(Saved data entries)
---

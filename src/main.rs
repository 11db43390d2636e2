use clap::Parser;
use eyre::{Context, Result};
use log::info;

use taskdesk::cli::Cli;
use taskdesk::config::Config;
use taskdesk::menu;

fn setup_logging(verbose: bool) -> Result<()> {
    let level = if verbose {
        log::LevelFilter::Debug
    } else {
        log::LevelFilter::Warn
    };

    env_logger::Builder::from_default_env().filter_level(level).init();
    Ok(())
}

fn main() -> Result<()> {
    let cli = Cli::parse();

    setup_logging(cli.verbose).context("Failed to setup logging")?;

    let config = Config::load(cli.config.as_ref()).context("Failed to load configuration")?;

    if cli.no_color || !config.use_color {
        colored::control::set_override(false);
    }

    info!("taskdesk starting");

    menu::run_interactive(&config)
}
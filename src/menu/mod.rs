//! Interactive menu session
//!
//! The command loop: renders the six menu operations, reads selections, and
//! drives the [`TaskStore`](crate::TaskStore). The session is generic over
//! [`Console`] so tests can inject input and capture output without a
//! terminal.

mod console;
mod session;

pub use console::{Console, ReadLine, ScriptedConsole, Terminal};
pub use session::{MenuSession, MenuState};

use eyre::Result;

use crate::config::Config;

/// Run the interactive menu on the real terminal
///
/// This is the main entry point for `tsk`.
pub fn run_interactive(config: &Config) -> Result<()> {
    let console = Terminal::new()?;
    let mut session = MenuSession::new(console, config.clone());
    session.run()
}
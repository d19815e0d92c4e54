//! Command line artifact builder
//!
//! Drives an external builder executable (`ARTIFACT_BUILDER`, default
//! `ts-artifact-builder`) through the process executor:
//!
//! | Operation | Invocation |
//! |-----------|------------|
//! | publish | `<builder> publish --config <json>` |
//! | scan | `<builder> list scan --type <t> --endpoint <e> --bucket <b> --prefix <p>` |
//! | read | `<builder> list read --type <t> --endpoint <e> --bucket <b> --prefix <p>` |
//!
//! `list read` prints the artifact list as JSON on stdout.

use async_trait::async_trait;
use tracing::{debug, info};

use super::config::DeployEnv;
use crate::deploy::{
    ArtifactBuilder, ArtifactListUtil, ArtifactLocation, ArtifactType, BuildConfig,
    BuilderFactory, DeployError, ListUtilFactory,
};
use crate::executor::{CommandRunner, ProcessOptions};

/// A parsed builder command line
#[derive(Debug, Clone, PartialEq, Eq)]
pub struct BuilderCommand {
    program: String,
    args: Vec<String>,
}

impl BuilderCommand {
    /// Splits `command_line` into program and leading arguments using shell
    /// quoting rules
    ///
    /// # Errors
    ///
    /// Returns `DeployError::BuilderCommand` for unbalanced quotes or an
    /// empty command.
    pub fn parse(command_line: &str) -> Result<Self, DeployError> {
        let invalid = |reason: String| DeployError::BuilderCommand {
            command: command_line.to_string(),
            reason,
        };

        let mut words = shell_words::split(command_line).map_err(|e| invalid(e.to_string()))?;
        if words.is_empty() {
            return Err(invalid("command is empty".to_string()));
        }
        let program = words.remove(0);
        Ok(Self {
            program,
            args: words,
        })
    }

    /// Program to execute
    #[must_use]
    pub fn program(&self) -> &str {
        &self.program
    }

    fn args_with<I>(&self, extra: I) -> Vec<String>
    where
        I: IntoIterator<Item = String>,
    {
        self.args.iter().cloned().chain(extra).collect()
    }
}

/// Creates [`CliArtifactBuilder`]s for the configured storage location
#[derive(Debug, Clone)]
pub struct CliBuilderFactory<R> {
    runner: R,
    command: BuilderCommand,
    endpoint: String,
    bucket: Option<String>,
    prefix: Option<String>,
}

impl<R: CommandRunner + Clone + 'static> CliBuilderFactory<R> {
    /// Reads the builder command and storage settings from `env`
    ///
    /// # Errors
    ///
    /// Fails when the builder command line cannot be parsed.
    pub fn from_env(runner: R, env: &DeployEnv) -> Result<Self, DeployError> {
        Ok(Self {
            runner,
            command: BuilderCommand::parse(env.builder_command())?,
            endpoint: env.artifact_endpoint().to_string(),
            bucket: env.artifact_bucket.clone(),
            prefix: env.artifact_prefix.clone(),
        })
    }
}

impl<R: CommandRunner + Clone + 'static> BuilderFactory for CliBuilderFactory<R> {
    fn create(&self, config: BuildConfig) -> Result<Box<dyn ArtifactBuilder>, DeployError> {
        let bucket = self
            .bucket
            .clone()
            .ok_or(DeployError::MissingSetting("ARTIFACT_BUCKET"))?;
        let location = ArtifactLocation {
            endpoint: self.endpoint.clone(),
            bucket,
            prefix: self.prefix.clone().unwrap_or_default(),
        };
        debug!(%location, "Created artifact builder");

        Ok(Box::new(CliArtifactBuilder {
            runner: self.runner.clone(),
            command: self.command.clone(),
            location,
            config_json: serde_json::to_string(&config)?,
        }))
    }
}

/// Builder bound to one build configuration
#[derive(Debug)]
pub struct CliArtifactBuilder<R> {
    runner: R,
    command: BuilderCommand,
    location: ArtifactLocation,
    config_json: String,
}

#[async_trait]
impl<R: CommandRunner> ArtifactBuilder for CliArtifactBuilder<R> {
    fn location(&self) -> ArtifactLocation {
        self.location.clone()
    }

    async fn publish(&self) -> Result<(), DeployError> {
        info!(location = %self.location, "Publishing artifact");
        let args = self.command.args_with(
            ["publish", "--config", self.config_json.as_str()].map(String::from),
        );
        self.runner
            .run(&self.command.program, &args, &ProcessOptions::default())
            .await
            .map_err(|source| DeployError::Builder {
                operation: "publish",
                source,
            })?;
        Ok(())
    }
}

/// Opens [`CliListUtil`]s through the builder command
#[derive(Debug, Clone)]
pub struct CliListUtilFactory<R> {
    runner: R,
    command: BuilderCommand,
}

impl<R: CommandRunner + Clone + 'static> CliListUtilFactory<R> {
    /// Reads the builder command from `env`
    ///
    /// # Errors
    ///
    /// Fails when the builder command line cannot be parsed.
    pub fn from_env(runner: R, env: &DeployEnv) -> Result<Self, DeployError> {
        Ok(Self {
            runner,
            command: BuilderCommand::parse(env.builder_command())?,
        })
    }
}

impl<R: CommandRunner + Clone + 'static> ListUtilFactory for CliListUtilFactory<R> {
    fn open(&self, location: &ArtifactLocation) -> Box<dyn ArtifactListUtil> {
        Box::new(CliListUtil {
            runner: self.runner.clone(),
            command: self.command.clone(),
            location: location.clone(),
        })
    }
}

/// Artifact list access for one storage location
#[derive(Debug)]
pub struct CliListUtil<R> {
    runner: R,
    command: BuilderCommand,
    location: ArtifactLocation,
}

impl<R: CommandRunner> CliListUtil<R> {
    fn list_args(&self, operation: &str, kind: ArtifactType) -> Vec<String> {
        self.command.args_with(
            [
                "list",
                operation,
                "--type",
                kind.as_str(),
                "--endpoint",
                self.location.endpoint.as_str(),
                "--bucket",
                self.location.bucket.as_str(),
                "--prefix",
                self.location.prefix.as_str(),
            ]
            .map(String::from),
        )
    }
}

#[async_trait]
impl<R: CommandRunner> ArtifactListUtil for CliListUtil<R> {
    async fn scan_artifacts(&self, kind: ArtifactType) -> Result<(), DeployError> {
        let args = self.list_args("scan", kind);
        self.runner
            .run(&self.command.program, &args, &ProcessOptions::default())
            .await
            .map_err(|source| DeployError::ArtifactList {
                operation: "scan",
                source,
            })?;
        Ok(())
    }

    async fn read_artifact_list(
        &self,
        kind: ArtifactType,
    ) -> Result<serde_json::Value, DeployError> {
        let args = self.list_args("read", kind);
        let out = self
            .runner
            .run(&self.command.program, &args, &ProcessOptions::capture())
            .await
            .map_err(|source| DeployError::ArtifactList {
                operation: "read",
                source,
            })?;

        if out.trim().is_empty() {
            return Ok(serde_json::Value::Null);
        }
        Ok(serde_json::from_str(&out)?)
    }
}
//! deploy-task-script - deploy step for task-scripts artifacts
//!
//! Runs inside a GitHub Actions job. Reads its settings from the
//! environment, records build metadata, hands the build to the artifact
//! builder and reads back the artifact list.
//!
//! ## Commands
//!
//! - `deploy-task-script publish` - build and list artifacts (default)
//! - `deploy-task-script meta` - print build metadata
//! - `deploy-task-script validate-tag <TAG>` - check a release tag
//!
//! ## Quick Start
//!
//! ```bash
//! # Build and list, without uploading
//! SLUG=my-script ARTIFACT_BUCKET=artifacts deploy-task-script
//!
//! # Build, upload and list
//! deploy-task-script publish --publish
//!
//! # Inspect what would be recorded for this checkout
//! deploy-task-script meta --format yaml
//! ```

use std::process::ExitCode;

mod cli;

#[tokio::main(flavor = "current_thread")]
async fn main() -> ExitCode {
    match cli::run().await {
        Ok(()) => ExitCode::SUCCESS,
        Err(e) => {
            eprintln!("Error: {e:#}");
            ExitCode::FAILURE
        }
    }
}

---

→ **DESCRIPTION OF THE TASK**:
Report back each line of the entries that holds the string "CliArtifactBuilder".

→ **ANSWER TO THIS TASK**:
/// Creates [`CliArtifactBuilder`]s for the configured storage location
        Ok(Box::new(CliArtifactBuilder {
pub struct CliArtifactBuilder<R> {
impl<R: CommandRunner> ArtifactBuilder for CliArtifactBuilder<R> {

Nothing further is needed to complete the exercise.